Chemical Specialization under the Single Instruction Multiple Data Paradigm: A Step Towards an Efficient Parallelization of Reactive Transport Problems on GPU

Pablo Gamazo, Lucas Bessone, Julián Ramos, Elena Alvareda, Gonzalo Sapriza, Pablo Ezzatti

Abstract


Reactive Transport modelling (RTM) involves the resolution of the partial differential equation that governs the transport of multiple chemical components, and several algebraic equations that account for chemical interactions. Since RTM can be very computational demanding, especially when considering long term and/or large scale scenarios, several effort have been made on the last decade in order to parallelize it. Most works have focused on implementing domain decomposition technics for distributed memory architectures, and also some effort have been made for shared memory architectures. Despite the recent advances on GPU only few works explore this architecture for RTM, and they mainly focused on the implementation of parallel sparse matrix solvers for the component transport. Solving the component transport consumes an important amount of time during simulation, but another time consuming part of RTM is the chemical speciation, a process that has to be performed multiple times during the resolution of each time step over all nodes (or discrete elements of the mesh).
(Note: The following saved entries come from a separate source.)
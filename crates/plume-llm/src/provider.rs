use async_trait::async_trait;
use plume_core::{GatewayError, TokenUsage};

/// A single-turn completion request, parameters already clamped.
#[derive(Clone, Debug, PartialEq)]
pub struct CompletionRequest {
    pub message: String,
    pub temperature: f64,
    pub max_tokens: u32,
}

#[derive(Clone, Debug, PartialEq)]
pub struct Completion {
    pub text: String,
    pub model: String,
    pub stop_reason: Option<String>,
    pub usage: TokenUsage,
}

/// Backend able to answer one user message. One attempt per call, no retries.
#[async_trait]
pub trait CompletionProvider: Send + Sync {
    fn name(&self) -> &str;

    fn model(&self) -> &str;

    async fn complete(&self, request: &CompletionRequest) -> Result<Completion, GatewayError>;
}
Since speciation involves local calculations, it is a priory a very attractive process to parallelize. But, to the author’s knowledge, no work on literature explores chemical speciation parallelization on GPU. One of the reasons behind this might be the fact that the unknowns and the number of chemical equations that act over each node might be different and can dynamically change in time. This can be a drawback for the single instruction multiple data paradigm since it might lead to the resolution of several systems with potentially different sizes all over the domain. In this work we use a general formulation that allows to solve efficiently chemical specialization on GPU. This formulation allows to consider different primary species for each node of the mesh and allows the precipitation of new mineral species and their complete dissolution keeping constant the number of components.